Lei esordisce da piccolo, col gruppo folk “I figli di Calabria”. A 12 anni si diploma in teoria e solfeggio, poi in pianoforte al conservatorio; da quando aveva quindici anni scrive canzoni. In anni più recenti hanno parlato di lei a Tg2 Dossier: ci racconta in breve che cosa è successo?

«Beh, di sicuro possiamo dire che non è successo molto, se parliamo in termini di notorietà. A livello umano possiamo tranquillamente dire, invece, che sono sul palco da quando avevo 5 anni; con il gruppo folk “I figli di Calabria” dai 7 agli 11 anni, cantando le canzoni di Modugno e Carosone; poi al conservatorio Francesco Cilea di Reggio Calabria con il maestro Carlo Bernava; infine, sulla strada impervia del cantautore fuori dagli schemi con sei album autoprodotti.  Il Tg2 Dossier parlò di me, dedicandomi un servizio, dopo che una giornalista mi aveva ascoltato al Premio Lunezia con la canzone Protesto».

Per genere, contenuti e atmosfere impressi nelle sue canzoni, si comprende immediatamente che lei è un cantautore che oggi definiremmo “classico”, come Baglioni, Conte, Renato Zero: come vede la tradizione cantautorale, coi suoi testi di spessore, l’importanza delle parole, il tempo e la cura necessari per comporre musica, suonarla e realizzarne gli arrangiamenti, nello scenario attuale, tra app, Spotify, YouTube e talent show in Tv?

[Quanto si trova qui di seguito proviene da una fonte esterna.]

//! Use-Case-Funktionen für die Overlay-Selektion.
//!
//! Aufgeteilt nach Selektionsmodus:
//! - `click`: Einzelklick-Selektion (Filter oder Detail-Panel)
//! - `lasso`: Übergänge der Lasso-Zustandsmaschine
//! - `resolve`: Enthaltensein-Auflösung einer Region

pub mod click;
pub mod lasso;
pub mod resolve;
//! Feature-Handler für AppCommand-Verarbeitung.
//!
//! Jeder Handler gruppiert die Command-Ausführung eines Feature-Bereichs.
//! Der Controller dispatcht an die passende Handler-Funktion.

pub mod lifecycle;
pub mod overlays;
pub mod selection;
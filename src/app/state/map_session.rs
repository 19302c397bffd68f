//! Lebende Referenz auf die Karten-Instanz und ihr Zeichenwerkzeug.

use crate::app::ports::{DrawingTool, MapHandle};
use crate::shared::DrawingOptions;

/// Karten-Instanz plus lazily erzeugtes Zeichenwerkzeug.
///
/// Das Zeichenwerkzeug gehört zur Karte: wechselt die Karte, wird es neu erzeugt.
pub struct MapSession {
    /// Karten-Handle des Providers
    pub map: Box<dyn MapHandle>,
    drawing_tool: Option<Box<dyn DrawingTool>>,
}

impl MapSession {
    /// Erstellt eine Session ohne Zeichenwerkzeug.
    pub fn new(map: Box<dyn MapHandle>) -> Self {
        Self {
            map,
            drawing_tool: None,
        }
    }

    /// Liefert das Zeichenwerkzeug und erzeugt es beim ersten Zugriff.
    pub fn drawing_tool(&mut self, options: &DrawingOptions) -> &mut dyn DrawingTool {
        let map = &mut self.map;
        self.drawing_tool
            .get_or_insert_with(|| {
                log::debug!("Zeichenwerkzeug erzeugt ({:?})", options);
                map.create_drawing_tool(true, options)
            })
            .as_mut()
    }

    /// Zeichenwerkzeug, falls bereits erzeugt.
    pub fn existing_drawing_tool(&mut self) -> Option<&mut (dyn DrawingTool + 'static)> {
        self.drawing_tool.as_deref_mut()
    }
}

impl std::fmt::Debug for MapSession {
    fn fmt(&self, f: &mut std::fmt::Formatter<'_>) -> std::fmt::Result {
        f.debug_struct("MapSession")
            .field("has_drawing_tool", &self.drawing_tool.is_some())
            .finish()
    }
}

«Grazie intanto per avermi accostato a dei mostri sacri e devo ammettere che ci è andata molto vicina almeno per i gusti musicali che mi hanno formato. Come ho sempre detto, ho tre moschettieri preferiti nell’immenso panorama italiano: Claudio Baglioni, Rino Gaetano e Paolo Conte. Diversissimi tra loro ma a mio avviso i migliori nel loro genere».

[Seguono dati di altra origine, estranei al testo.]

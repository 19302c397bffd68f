use glam::DVec2;

use crate::app::listeners::ListenerScope;
use crate::app::ports::{MapEvent, OverlayHandle};
use crate::core::RecordId;

/// Extern sichtbarer Interaktionsmodus
#[derive(Debug, Clone, Copy, PartialEq, Eq, Default)]
pub enum InteractionMode {
    /// Klick-Selektion (ein Datensatz)
    #[default]
    Idle,
    /// Lasso-Selektion per gezeichnetem Polygon
    Lasso,
}

/// Vertex-Änderung am Rand einer Selektionsregion
#[derive(Debug, Clone, Copy, PartialEq)]
pub enum BoundaryEdit {
    /// Vertex an Index eingefügt
    InsertAt { index: usize, point: DVec2 },
    /// Vertex an Index entfernt
    RemoveAt { index: usize },
    /// Vertex an Index verschoben
    SetAt { index: usize, point: DVec2 },
}

impl BoundaryEdit {
    /// Karten-Event, das diese Änderung meldet.
    pub fn event(&self) -> MapEvent {
        match self {
            BoundaryEdit::InsertAt { .. } => MapEvent::InsertAt,
            BoundaryEdit::RemoveAt { .. } => MapEvent::RemoveAt,
            BoundaryEdit::SetAt { .. } => MapEvent::SetAt,
        }
    }

    /// Wendet die Änderung auf eine Vertex-Liste an. Ungültige Indizes werden ignoriert.
    pub fn apply(&self, boundary: &mut Vec<DVec2>) -> bool {
        match *self {
            BoundaryEdit::InsertAt { index, point } if index <= boundary.len() => {
                boundary.insert(index, point);
                true
            }
            BoundaryEdit::RemoveAt { index } if index < boundary.len() => {
                boundary.remove(index);
                true
            }
            BoundaryEdit::SetAt { index, point } if index < boundary.len() => {
                boundary[index] = point;
                true
            }
            _ => false,
        }
    }
}

/// Gezeichnete, noch nicht bestätigte Lasso-Region.
///
/// Besitzt ihre Rand-Listener; beim Verlassen auf jedem Weg wird sie freigegeben.
#[derive(Debug)]
pub struct SelectionRegion {
    /// Handle der Region auf der Karte
    pub handle: OverlayHandle,
    /// Aktuelle Vertices
    pub boundary: Vec<DVec2>,
    /// Listener auf dem Rand (Insert/Remove/Set)
    pub listeners: ListenerScope,
}

/// Phase der Selektions-Zustandsmaschine
#[derive(Debug, Default)]
pub enum SelectionPhase {
    /// Klick-Modus
    #[default]
    Idle,
    /// Lasso aktiv, Zeichenwerkzeug wartet auf eine Region
    Drawing,
    /// Region gezeichnet, wartet auf Bestätigung
    RegionReady(SelectionRegion),
}

/// Auswahlbezogener Zustand
#[derive(Debug, Default)]
pub struct SelectionState {
    /// Aktuelle Phase
    pub phase: SelectionPhase,
    /// Per Klick selektiertes Overlay (Rückverweis für Toggle)
    pub click_selected: Option<OverlayHandle>,
    /// Akkumuliertes Selektionsergebnis (neueste zuerst, ohne Deduplizierung)
    pub result: Vec<RecordId>,
}

impl SelectionState {
    /// Erstellt einen leeren Selektionszustand.
    pub fn new() -> Self {
        Self::default()
    }

    /// Extern sichtbarer Modus.
    pub fn mode(&self) -> InteractionMode {
        match self.phase {
            SelectionPhase::Idle => InteractionMode::Idle,
            SelectionPhase::Drawing | SelectionPhase::RegionReady(_) => InteractionMode::Lasso,
        }
    }

    /// Gezeichnete Region, falls vorhanden.
    pub fn region(&self) -> Option<&SelectionRegion> {
        match &self.phase {
            SelectionPhase::RegionReady(region) => Some(region),
            _ => None,
        }
    }

    /// Gezeichnete Region (mutable), falls vorhanden.
    pub fn region_mut(&mut self) -> Option<&mut SelectionRegion> {
        match &mut self.phase {
            SelectionPhase::RegionReady(region) => Some(region),
            _ => None,
        }
    }
}

#[cfg(test)]
mod tests {
    use super::*;

    #[test]
    fn boundary_edits_apply_in_place() {
        let mut boundary = vec![DVec2::ZERO, DVec2::X, DVec2::Y];

        assert!(BoundaryEdit::SetAt {
            index: 1,
            point: DVec2::new(2.0, 0.0)
        }
        .apply(&mut boundary));
        assert!(BoundaryEdit::InsertAt {
            index: 3,
            point: DVec2::ONE
        }
        .apply(&mut boundary));
        assert!(BoundaryEdit::RemoveAt { index: 0 }.apply(&mut boundary));

        assert_eq!(
            boundary,
            vec![DVec2::new(2.0, 0.0), DVec2::Y, DVec2::ONE]
        );
    }

    #[test]
    fn out_of_range_edits_are_ignored() {
        let mut boundary = vec![DVec2::ZERO];
        assert!(!BoundaryEdit::RemoveAt { index: 4 }.apply(&mut boundary));
        assert!(!BoundaryEdit::SetAt {
            index: 1,
            point: DVec2::ONE
        }
        .apply(&mut boundary));
        assert_eq!(boundary.len(), 1);
    }

    #[test]
    fn mode_is_lasso_while_drawing_or_region_ready() {
        let mut selection = SelectionState::new();
        assert_eq!(selection.mode(), InteractionMode::Idle);
        selection.phase = SelectionPhase::Drawing;
        assert_eq!(selection.mode(), InteractionMode::Lasso);
        selection.phase = SelectionPhase::RegionReady(SelectionRegion {
            handle: OverlayHandle(9),
            boundary: Vec::new(),
            listeners: ListenerScope::new(),
        });
        assert_eq!(selection.mode(), InteractionMode::Lasso);
        assert_eq!(selection.region().map(|r| r.handle), Some(OverlayHandle(9)));
    }
}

«Dello scenario attuale ho ben poco da dire. Credo che mettere tutto dentro un calderone di musica liquida stia distruggendo la musica. Anche la mia si trova negli store digitali, su Spotify e Youtube, ma non faccio nulla per aumentare la mia visibilità, quindi è come se non ci fossi. Sono rimasto ai tempi dove un Lp era un libro sonoro e ti mettevi sul divano ad ascoltarlo mentre leggevi i testi e tutte le informazioni che conteneva su musicisti e quanti lo avevano realizzato, dedicandoci del tempo. Ma oggi credo che questa corsa frenetica quotidiana, che non si sa a cosa o dove porti, generi una disattenzione generale su tutto. E anche chi fa musica, per il dovere di competere, deve sintetizzare e stare dentro delle regole ferree: non senti un “solo” nemmeno a pagarlo; l’inciso, il classico ritornello, deve arrivare entro il minuto e la canzone durarne al massimo tre (ma già così viene definita lunga). Tutto ciò non fa per me!».

«I talent… c’è ancora chi li guarda? Sì, so che li guardano, ci mancherebbe, altrimenti non li darebbero in tv. Ma, rispetto al passato, questo modo di proporre la musica si sta ridimensionando. Sono però convinto che prima o poi si tornerà alla bellezza e alla necessità di gustarsi le cose».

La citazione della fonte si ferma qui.